Computational Stochastic Mechanics of a Simple Bound State
Nathaniel A. Lynd
TL;DR
This work formulates and tests a numerical stochastic mechanics framework to compute probability density distributions for quantum-like particles in arbitrary potentials by directly deriving a velocity field from energy and potential via the bridge equation and performing Langevin-like histories. Using the harmonic oscillator as a tractable test case, it assesses discretization effects, convergence, and the influence of energy defect on stability, showing that ground-state-like distributions are recoverable and that delta_E governs the basin of stability and state lifetimes. The results demonstrate the feasibility of predicting structure and reactivity from a classical potential without bootstrapping from a wave function, while highlighting the need for dynamic time-stepping, excited-state velocity fields, and scalable algorithms for broader applications in chemistry, materials, and information sciences.
Abstract
Stochastic mechanics is based on the hypothesis that all matter is subject to universal modified Brownian motion.
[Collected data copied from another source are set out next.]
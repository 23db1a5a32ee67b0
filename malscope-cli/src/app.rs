use std::path::PathBuf;

use clap::{Args, Parser, Subcommand};

/// malscope - dynamic disassembler for self-modifying ternary machine programs
#[derive(Debug, Parser)]
#[command(name = "malscope", version, about, long_about = None)]
pub struct Cli {
    #[command(flatten)]
    pub global: GlobalOptions,

    #[command(subcommand)]
    pub command: Command,
}

/// Options shared across all subcommands.
#[derive(Debug, Parser)]
pub struct GlobalOptions {
    /// Emit output as JSON instead of human-readable text.
    #[arg(long, global = true)]
    pub json: bool,

    /// Enable verbose (debug-level) logging output.
    #[arg(short, long, global = true)]
    pub verbose: bool,
}

/// How access facts are collected.
#[derive(Debug, Args)]
pub struct SessionOptions {
    /// Replay a recorded input file instead of running interactively (repeatable, one run each).
    #[arg(short = 'i', long = "input", value_name = "TRACE")]
    pub traces: Vec<PathBuf>,

    /// Keep the entry point found by the scan, do not try to move it to an earlier jump.
    #[arg(long)]
    pub no_optimize: bool,

    /// Step bound of the entry point scan, 0 for none.
    #[arg(long, default_value_t = 0)]
    pub entry_limit: u64,

    /// Feed end-of-input once a trace is used up instead of stopping the run.
    #[arg(long)]
    pub eof_after_trace: bool,

    /// Rewrite cycles longer than this are emitted as a single instruction.
    #[arg(long, value_name = "LENGTH")]
    pub long_cycle: Option<usize>,
}

#[derive(Debug, Subcommand)]
pub enum Command {
    /// Run a program, record its memory accesses and write the reconstruction as HeLL source.
    Disasm {
        /// Path to the program file.
        #[arg(value_name = "FILE")]
        path: PathBuf,

        /// Output path (default: the input path with a .hell extension).
        #[arg(short, long, value_name = "OUT")]
        output: Option<PathBuf>,

        #[command(flatten)]
        session: SessionOptions,
    },

    /// Run a program and list the reconstructed code and data blocks.
    Blocks {
        /// Path to the program file.
        #[arg(value_name = "FILE")]
        path: PathBuf,

        #[command(flatten)]
        session: SessionOptions,
    },

    /// Locate the entry point of a program without running it interactively.
    Entry {
        /// Path to the program file.
        #[arg(value_name = "FILE")]
        path: PathBuf,

        /// Step bound of the scan, 0 for none.
        #[arg(short, long, default_value_t = 0)]
        limit: u64,
    },

    /// Show the rewrite cycle of a cell value and the instructions it represents.
    Cycle {
        /// Cell value: a printable character or a decimal number.
        #[arg(value_name = "VALUE")]
        value: String,

        /// Address of the cell.
        #[arg(short, long, default_value_t = 0)]
        address: u32,
    },
}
In this report, we calculated probability density distributions using concepts of stochastic mechanics independent of bootstrapping with a known wave function. We calculate a velocity field directly from the potential and total energy and then use the resultant velocity field to do a stochastic Langevin integration over histories to create the probability density distribution for particle position. Using the harmonic oscillator as a minimally sufficient system for our exposition, we explored the effects of spatial and time discretization on solution noise. We explore the effect of energy defect off of the ground state energy on the velocity field, which dictates how a particle interacts with the background of stochastic fluctuations in position, and describes how repulsive drift (negative defect) and constructive oscillation (positive defect) end a stable state as its basin of stability in the velocity field shrinks with increasing energy defect. The results suggest a pathway for future development of stochastic mechanics as a numerical strategy to describe the structure of physical quantum systems for applications in chemistry, materials and information sciences.